He was part of an active group of officials who travelled with the team to league and other meets and was a regular at Tuesday club nights. The group became well known beyond our city as they honed their officiating skills and became nationally graded.

Fred went on to the top of the Officials Association and was one of the New Zealand officials at the 2000 Sydney Olympics. He also gave increasing service to the Athletics Wanganui committee and for many years was club chairman.

Over the past two-and-a-half decades, Whanganui has hosted three Athletics New Zealand Championships, three New Zealand Schools Championships and four North Island Schools Championships - with Fred being involved in all.

He also co-ordinated the NZ Masters Games many times.

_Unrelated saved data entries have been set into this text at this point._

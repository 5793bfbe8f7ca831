mod launcher;
mod manager;

pub use {
    launcher::{CaffeinateLauncher, ProcessHandle, ProcessLauncher},
    manager::PowerManager,
};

He generously came out of retirement as a favour to help with the Athletics New Zealand Combined Events in 2017, where his expertise helped us organise an outstanding event bringing spectators close to the action, which was hugely appreciated by the athletes in this demanding event.

Fred will be sadly missed and our thoughts are with the family.

The leading school cross country athletes are scheduled to be in action at the Whanganui Secondary Schools Championships to be held on the successful Whanganui Collegiate Golf Course on the new 1500-metre circuit.

The lockdown and the stages of alert levels has led to the New Zealand Championships being held on September 19 as opposed to the usual championships on the traditional third Saturday in June.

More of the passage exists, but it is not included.